Action item
Set down the line that contains "let old_word_count = old.split_whitespace().count();" and every line after it to the end of the entries, exactly as they stand and nothing more.

Supplied information
- Opening Delimiter -

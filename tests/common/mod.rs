#![allow(dead_code)]

mod test_server;

pub use test_server::{TestServer, Users};
//! # Redline
//!
//! A collaborative text editing server. Owners and admins commit directly;
//! every other member proposes changes that a reviewer approves or rejects.
//! Connected clients share cursors, selections, and typing state over a
//! WebSocket. Usable both as a standalone binary and as a library.
//!
//! ## Library Usage
//!
//! ```toml
//! [dependencies]
//! redline = { version = "0.0.1", default-features = false }
//! ```
//!
//! ```rust,ignore
//! use std::sync::Arc;
//! use redline::config::ServerConfig;
//! use redline::identity::Directory;
//! use redline::server::{AppState, create_router};
//! use redline::types::Role;
//!
//! let directory = Directory::new();
//! directory.insert_user("ada", "Ada", Role::Admin);
//!
//! let state = Arc::new(AppState::new(Arc::new(directory), ServerConfig::default()));
//! let router = create_router(state);
//! // Serve with axum...
//! ```
//!
//! ## Feature Flags
//!
//! - `cli` (default): Includes CLI module. Disable with `default-features = false`.

pub mod auth;
#[cfg(feature = "cli")]
pub mod cli;
pub mod config;
pub mod diff;
pub mod document;
pub mod error;
pub mod history;
pub mod identity;
pub mod presence;
pub mod server;
pub mod types;
pub mod workspace;
use chrono::{DateTime, Utc};
use serde::{Deserialize, Serialize};

/// Project metadata. Canonical content and version live in the project's
/// [`Document`](crate::document::Document).
#[derive(Debug, Clone, Serialize, Deserialize)]
#[serde(rename_all = "camelCase")]
pub struct Project {
    pub id: String,
    pub name: String,
    pub description: String,
    pub owner_id: String,
    /// Join order.
    pub members: Vec<String>,
    pub created_at: DateTime<Utc>,
    pub last_activity: DateTime<Utc>,
}

impl Project {
    #[must_use]
    pub fn is_member(&self, user_id: &str) -> bool {
        self.members.iter().any(|m| m == user_id)
    }
}

#[derive(Debug, Clone, Copy, PartialEq, Eq, Serialize, Deserialize)]
#[serde(rename_all = "lowercase")]
pub enum OperationKind {
    Insert,
    Delete,
    Replace,
}

/// An applied text mutation. Positions and lengths count Unicode scalar values.
#[derive(Debug, Clone, PartialEq, Serialize, Deserialize)]
#[serde(rename_all = "camelCase")]
pub struct Operation {
    pub id: String,
    #[serde(rename = "type")]
    pub kind: OperationKind,
    pub position: usize,
    #[serde(default, skip_serializing_if = "Option::is_none")]
    pub text: Option<String>,
    #[serde(default, skip_serializing_if = "Option::is_none")]
    pub length: Option<usize>,
    pub author_id: String,
    pub version: u64,
    pub timestamp: DateTime<Utc>,
}

/// An operation as submitted by a client, before it is sequenced.
#[derive(Debug, Clone, PartialEq, Serialize, Deserialize)]
#[serde(rename_all = "camelCase")]
pub struct OperationRequest {
    #[serde(rename = "type")]
    pub kind: OperationKind,
    pub position: usize,
    #[serde(default)]
    pub text: Option<String>,
    #[serde(default)]
    pub length: Option<usize>,
    /// When present, the operation is only applied on top of this version.
    #[serde(default)]
    pub base_version: Option<u64>,
}

impl OperationRequest {
    #[must_use]
    pub fn insert(position: usize, text: impl Into<String>) -> Self {
        Self {
            kind: OperationKind::Insert,
            position,
            text: Some(text.into()),
            length: None,
            base_version: None,
        }
    }

    #[must_use]
    pub fn delete(position: usize, length: usize) -> Self {
        Self {
            kind: OperationKind::Delete,
            position,
            text: None,
            length: Some(length),
            base_version: None,
        }
    }

    #[must_use]
    pub fn replace(position: usize, length: usize, text: impl Into<String>) -> Self {
        Self {
            kind: OperationKind::Replace,
            position,
            text: Some(text.into()),
            length: Some(length),
            base_version: None,
        }
    }
}

#[derive(Debug, Clone, Copy, PartialEq, Eq, Serialize, Deserialize)]
#[serde(rename_all = "lowercase")]
pub enum DiffTag {
    Added,
    Removed,
    Unchanged,
}

#[derive(Debug, Clone, PartialEq, Eq, Serialize, Deserialize)]
#[serde(rename_all = "camelCase")]
pub struct DiffLine {
    #[serde(rename = "type")]
    pub tag: DiffTag,
    /// 1-based line number on the side the line comes from.
    pub line_number: usize,
    pub content: String,
}

/// Size statistics attached to edit history entries.
#[derive(Debug, Clone, Copy, Default, PartialEq, Eq, Serialize, Deserialize)]
#[serde(rename_all = "camelCase")]
pub struct EditStats {
    pub old_length: usize,
    pub new_length: usize,
    pub old_word_count: usize,
    pub new_word_count: usize,
    pub characters_added: usize,
    pub characters_removed: usize,
    pub words_added: usize,
    pub words_removed: usize,
}

#[derive(Debug, Clone, Copy, PartialEq, Eq, Serialize, Deserialize)]
#[serde(rename_all = "lowercase")]
pub enum ChangeStatus {
    Pending,
    Approved,
    Rejected,
}

#[derive(Debug, Clone, Serialize, Deserialize)]
#[serde(rename_all = "camelCase")]
pub struct StagedChange {
    pub id: String,
    pub project_id: String,
    pub proposer_id: String,
    pub proposer_name: String,
    /// Content snapshot at proposal time.
    pub original_content: String,
    pub proposed_content: String,
    /// Computed once, against `original_content`.
    pub diff: Vec<DiffLine>,
    pub status: ChangeStatus,
    pub created_at: DateTime<Utc>,
    #[serde(skip_serializing_if = "Option::is_none")]
    pub reviewer_id: Option<String>,
    #[serde(skip_serializing_if = "Option::is_none")]
    pub reviewer_name: Option<String>,
    #[serde(skip_serializing_if = "Option::is_none")]
    pub reviewed_at: Option<DateTime<Utc>>,
    #[serde(skip_serializing_if = "Option::is_none")]
    pub feedback: Option<String>,
}

impl StagedChange {
    #[must_use]
    pub fn is_pending(&self) -> bool {
        self.status == ChangeStatus::Pending
    }
}

#[derive(Debug, Clone, Copy, PartialEq, Eq, Serialize, Deserialize)]
#[serde(rename_all = "lowercase")]
pub enum HistoryKind {
    Commit,
    Proposal,
    Merge,
    Close,
    Activity,
}

impl HistoryKind {
    #[must_use]
    pub fn as_str(self) -> &'static str {
        match self {
            HistoryKind::Commit => "commit",
            HistoryKind::Proposal => "proposal",
            HistoryKind::Merge => "merge",
            HistoryKind::Close => "close",
            HistoryKind::Activity => "activity",
        }
    }
}

#[derive(Debug, Clone, Serialize, Deserialize)]
#[serde(rename_all = "camelCase")]
pub struct HistoryEntry {
    pub id: String,
    pub project_id: String,
    pub kind: HistoryKind,
    pub actor_id: String,
    pub actor_name: String,
    pub message: String,
    #[serde(skip_serializing_if = "Option::is_none")]
    pub change_id: Option<String>,
    #[serde(skip_serializing_if = "Option::is_none")]
    pub diff: Option<Vec<DiffLine>>,
    #[serde(skip_serializing_if = "Option::is_none")]
    pub changes: Option<EditStats>,
    #[serde(skip_serializing_if = "Option::is_none")]
    pub feedback: Option<String>,
    /// Activity type for `activity` entries, e.g. `member_added`.
    #[serde(skip_serializing_if = "Option::is_none")]
    pub activity: Option<String>,
    pub timestamp: DateTime<Utc>,
}

/// Resolved identity of a user, as reported by the role oracle.
#[derive(Debug, Clone, PartialEq, Eq, Serialize, Deserialize)]
#[serde(rename_all = "camelCase")]
pub struct Identity {
    pub id: String,
    pub display_name: String,
    pub role: super::Role,
}
use std::path::PathBuf;
use std::sync::Arc;

use clap::{Parser, Subcommand};
use tracing::info;
use tracing_subscriber::EnvFilter;

use redline::cli::{
    AdminCommands, ClientArgs, run_admin_token, run_changes, run_history, run_propose, run_review,
};
use redline::config::FileConfig;
use redline::identity::Directory;
use redline::server::{AppState, create_router};

#[derive(Parser)]
#[command(name = "redline")]
#[command(
    about = "A collaborative editing server with reviewed changes",
    long_about = None
)]
struct Cli {
    #[command(subcommand)]
    command: Commands,
}

#[derive(Subcommand)]
enum Commands {
    /// Start the server
    Serve {
        /// TOML file with users, projects, and tuning
        #[arg(long, short)]
        config: Option<PathBuf>,

        /// Host to bind to (overrides the config file)
        #[arg(long)]
        host: Option<String>,

        /// Port to bind to (overrides the config file)
        #[arg(long, short)]
        port: Option<u16>,
    },

    /// Administrative commands
    Admin {
        #[command(subcommand)]
        command: AdminCommands,
    },

    /// Submit new content for a project; staged for review unless you can commit
    Propose {
        #[command(flatten)]
        client: ClientArgs,

        /// Project id
        project: String,

        /// File holding the full new content
        file: PathBuf,
    },

    /// List pending changes for a project
    Changes {
        #[command(flatten)]
        client: ClientArgs,

        /// Project id
        project: String,
    },

    /// Approve or reject a staged change
    Review {
        #[command(flatten)]
        client: ClientArgs,

        /// Change id
        change: String,

        /// Apply the change
        #[arg(long, conflicts_with = "reject", required_unless_present = "reject")]
        approve: bool,

        /// Discard the change
        #[arg(long)]
        reject: bool,

        /// Note for the proposer
        #[arg(long)]
        feedback: Option<String>,
    },

    /// Show project history, newest first
    History {
        #[command(flatten)]
        client: ClientArgs,

        /// Project id
        project: String,

        /// Only commits and review events
        #[arg(long)]
        edits: bool,

        /// Maximum number of entries
        #[arg(long)]
        limit: Option<usize>,
    },
}

async fn run_serve(
    config_path: Option<PathBuf>,
    host: Option<String>,
    port: Option<u16>,
) -> anyhow::Result<()> {
    let file = match &config_path {
        Some(path) => FileConfig::load(path)?,
        None => FileConfig::default(),
    };

    let mut config = file.server_config();
    if let Some(host) = host {
        config.host = host;
    }
    if let Some(port) = port {
        config.port = port;
    }

    let directory = Arc::new(Directory::from_entries(&file.users));
    if directory.user_count() == 0 {
        tracing::warn!("No users configured; every request will be rejected");
    }

    let state = Arc::new(AppState::new(directory, config.clone()));
    for seed in &file.projects {
        let project = state.workspace.seed_project(seed).await?;
        info!("Seeded project '{}' ({})", project.name, project.id);
    }

    let sweeper = state
        .presence
        .clone()
        .spawn_sweeper(config.presence_sweep_interval);

    let app = create_router(state);
    let addr = config.socket_addr()?;

    info!("Starting server on {}", addr);

    let listener = tokio::net::TcpListener::bind(addr).await?;
    let served = axum::serve(listener, app).await;
    sweeper.abort();
    served?;

    Ok(())
}

#[tokio::main]
async fn main() -> anyhow::Result<()> {
    tracing_subscriber::fmt()
        .with_env_filter(EnvFilter::from_default_env().add_directive("redline=info".parse()?))
        .init();

    let cli = Cli::parse();

    match cli.command {
        Commands::Serve { config, host, port } => run_serve(config, host, port).await?,
        Commands::Admin { command } => match command {
            AdminCommands::Token { user } => run_admin_token(&user)?,
        },
        // Client commands use a blocking HTTP client, so keep them off the runtime.
        Commands::Propose {
            client,
            project,
            file,
        } => blocking(move || run_propose(&client, &project, &file)).await?,
        Commands::Changes { client, project } => {
            blocking(move || run_changes(&client, &project)).await?;
        }
        Commands::Review {
            client,
            change,
            approve,
            reject: _,
            feedback,
        } => blocking(move || run_review(&client, &change, approve, feedback)).await?,
        Commands::History {
            client,
            project,
            edits,
            limit,
        } => blocking(move || run_history(&client, &project, edits, limit)).await?,
    }

    Ok(())
}

async fn blocking<F>(f: F) -> anyhow::Result<()>
where
    F: FnOnce() -> anyhow::Result<()> + Send + 'static,
{
    tokio::task::spawn_blocking(f).await?
}
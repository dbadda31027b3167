use clap::{Args, Subcommand};

/// Where and as whom client commands talk to the server.
#[derive(Debug, Clone, Args)]
pub struct ClientArgs {
    /// Server base URL
    #[arg(long, env = "REDLINE_SERVER", default_value = "http://127.0.0.1:8080")]
    pub server: String,

    /// Bearer token (see `redline admin token`)
    #[arg(long, env = "REDLINE_TOKEN", hide_env_values = true)]
    pub token: String,
}

#[derive(Subcommand)]
pub enum AdminCommands {
    /// Mint a token for a user and print the credential to add to the config file
    Token {
        /// User id from the [[users]] table
        #[arg(long)]
        user: String,
    },
}
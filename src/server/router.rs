use std::sync::Arc;
use std::time::Instant;

use axum::extract::Request;
use axum::middleware::{self, Next};
use axum::response::Response;
use axum::{
    Router,
    routing::{get, post},
};

use super::{changes, projects, realtime};
use crate::config::ServerConfig;
use crate::identity::Directory;
use crate::presence::PresenceHub;
use crate::workspace::Workspace;

pub struct AppState {
    pub workspace: Workspace,
    pub presence: Arc<PresenceHub>,
    /// Bearer credentials. Also the role oracle unless the workspace was
    /// built with another one.
    pub directory: Arc<Directory>,
    pub config: ServerConfig,
}

impl AppState {
    /// Wires a workspace and presence hub around `directory`.
    #[must_use]
    pub fn new(directory: Arc<Directory>, config: ServerConfig) -> Self {
        let presence = Arc::new(PresenceHub::new(config.presence_idle_timeout));
        let workspace = Workspace::new(directory.clone(), &config).with_listener(presence.clone());
        Self {
            workspace,
            presence,
            directory,
            config,
        }
    }
}

async fn health() -> &'static str {
    "OK"
}

async fn log_request(request: Request, next: Next) -> Response {
    let method = request.method().clone();
    let uri = request.uri().clone();
    let start = Instant::now();

    let response = next.run(request).await;

    let latency = start.elapsed();
    let status = response.status();

    tracing::info!(
        "{} {} {} {}ms",
        method,
        uri.path(),
        status.as_u16(),
        latency.as_millis()
    );

    response
}

pub fn api_router() -> Router<Arc<AppState>> {
    Router::new()
        // Projects
        .route(
            "/projects",
            get(projects::list_projects).post(projects::create_project),
        )
        .route("/projects/{id}", get(projects::get_project))
        .route("/projects/{id}/members", post(projects::add_member))
        .route("/projects/{id}/content", post(projects::update_content))
        .route(
            "/projects/{id}/staged-changes",
            get(projects::list_staged_changes),
        )
        .route("/projects/{id}/history", get(projects::history))
        .route("/projects/{id}/edit-history", get(projects::edit_history))
        // Review
        .route(
            "/staged-changes/{id}",
            get(changes::get_change).put(changes::review_change),
        )
        // Realtime
        .route("/presence/{id}", get(realtime::list_presence))
        .route("/ws", get(realtime::ws_handler))
}

pub fn create_router(state: Arc<AppState>) -> Router {
    Router::new()
        .route("/health", get(health))
        .nest("/api/v1", api_router())
        .layer(middleware::from_fn(log_request))
        .with_state(state)
}
use std::sync::Arc;

use axum::{
    Json,
    extract::{Path, State},
    response::IntoResponse,
};

use crate::auth::RequireUser;
use crate::server::AppState;
use crate::server::dto::{ReviewRequest, ReviewResponse};
use crate::server::response::{ApiError, ApiResponse};

pub async fn get_change(
    RequireUser(user): RequireUser,
    State(state): State<Arc<AppState>>,
    Path(id): Path<String>,
) -> impl IntoResponse {
    let change = state.workspace.get_change(&id, &user.id).await?;
    Ok::<_, ApiError>(Json(ApiResponse::success(change)))
}

pub async fn review_change(
    RequireUser(user): RequireUser,
    State(state): State<Arc<AppState>>,
    Path(id): Path<String>,
    Json(req): Json<ReviewRequest>,
) -> impl IntoResponse {
    let feedback = req
        .feedback
        .map(|f| f.trim().to_string())
        .filter(|f| !f.is_empty());

    let outcome = state
        .workspace
        .review_change(&id, &user.id, req.approve, feedback)
        .await?;

    let message = outcome.message();
    Ok::<_, ApiError>(Json(ApiResponse::success(ReviewResponse {
        change: outcome.change,
        message,
        operation: outcome.operation,
    })))
}
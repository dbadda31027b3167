//! Line-level diff used for proposal review and the edit history.
//!
//! The walk pairs lines by index and never realigns: inserting or deleting a
//! line near the top of a document shows every following line as a
//! removed/added pair. Reviews rely on this exact shape, so the output is not
//! a minimal edit script.

use crate::types::{DiffLine, DiffTag, EditStats};

/// Computes the edit script turning `old` into `new`.
///
/// Both texts are split on `\n`, so an empty text is one empty line.
#[must_use]
pub fn diff(old: &str, new: &str) -> Vec<DiffLine> {
    let old_lines: Vec<&str> = old.split('\n').collect();
    let new_lines: Vec<&str> = new.split('\n').collect();

    let mut out = Vec::with_capacity(old_lines.len().max(new_lines.len()));
    let mut oi = 0;
    let mut ni = 0;

    while oi < old_lines.len() || ni < new_lines.len() {
        match (old_lines.get(oi), new_lines.get(ni)) {
            (None, Some(line)) => {
                out.push(line_at(DiffTag::Added, ni, line));
                ni += 1;
            }
            (Some(line), None) => {
                out.push(line_at(DiffTag::Removed, oi, line));
                oi += 1;
            }
            (Some(a), Some(b)) if a == b => {
                out.push(line_at(DiffTag::Unchanged, ni, a));
                oi += 1;
                ni += 1;
            }
            (Some(a), Some(b)) => {
                out.push(line_at(DiffTag::Removed, oi, a));
                out.push(line_at(DiffTag::Added, ni, b));
                oi += 1;
                ni += 1;
            }
            (None, None) => break,
        }
    }

    out
}

fn line_at(tag: DiffTag, index: usize, content: &str) -> DiffLine {
    DiffLine {
        tag,
        line_number: index + 1,
        content: content.to_string(),
    }
}

/// Rebuilds the new side of a diff from its unchanged and added lines.
#[must_use]
pub fn reconstruct_new(lines: &[DiffLine]) -> String {
    lines
        .iter()
        .filter(|l| l.tag != DiffTag::Removed)
        .map(|l| l.content.as_str())
        .collect::<Vec<_>>()
        .join("\n")
}

/// Counts lines per tag as `(added, removed)`.
#[must_use]
pub fn summarize(lines: &[DiffLine]) -> (usize, usize) {
    lines.iter().fold((0, 0), |(a, r), l| match l.tag {
        DiffTag::Added => (a + 1, r),
        DiffTag::Removed => (a, r + 1),
        DiffTag::Unchanged => (a, r),
    })
}

/// Length and word-count deltas between two texts.
#[must_use]
pub fn edit_stats(old: &str, new: &str) -> EditStats {
    let old_length = old.chars().count();
    let new_length = new.chars().count();
    let old_word_count = old.split_whitespace().count();
    let new_word_count = new.split_whitespace().count();

    EditStats {
        old_length,
        new_length,
        old_word_count,
        new_word_count,
        characters_added: new_length.saturating_sub(old_length),
        characters_removed: old_length.saturating_sub(new_length),
        words_added: new_word_count.saturating_sub(old_word_count),
        words_removed: old_word_count.saturating_sub(new_word_count),
    }
}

- Closing Delimiter -

Worked solution
    let old_word_count = old.split_whitespace().count();
    let new_word_count = new.split_whitespace().count();

    EditStats {
        old_length,
        new_length,
        old_word_count,
        new_word_count,
        characters_added: new_length.saturating_sub(old_length),
        characters_removed: old_length.saturating_sub(new_length),
        words_added: new_word_count.saturating_sub(old_word_count),
        words_removed: old_word_count.saturating_sub(new_word_count),
    }
}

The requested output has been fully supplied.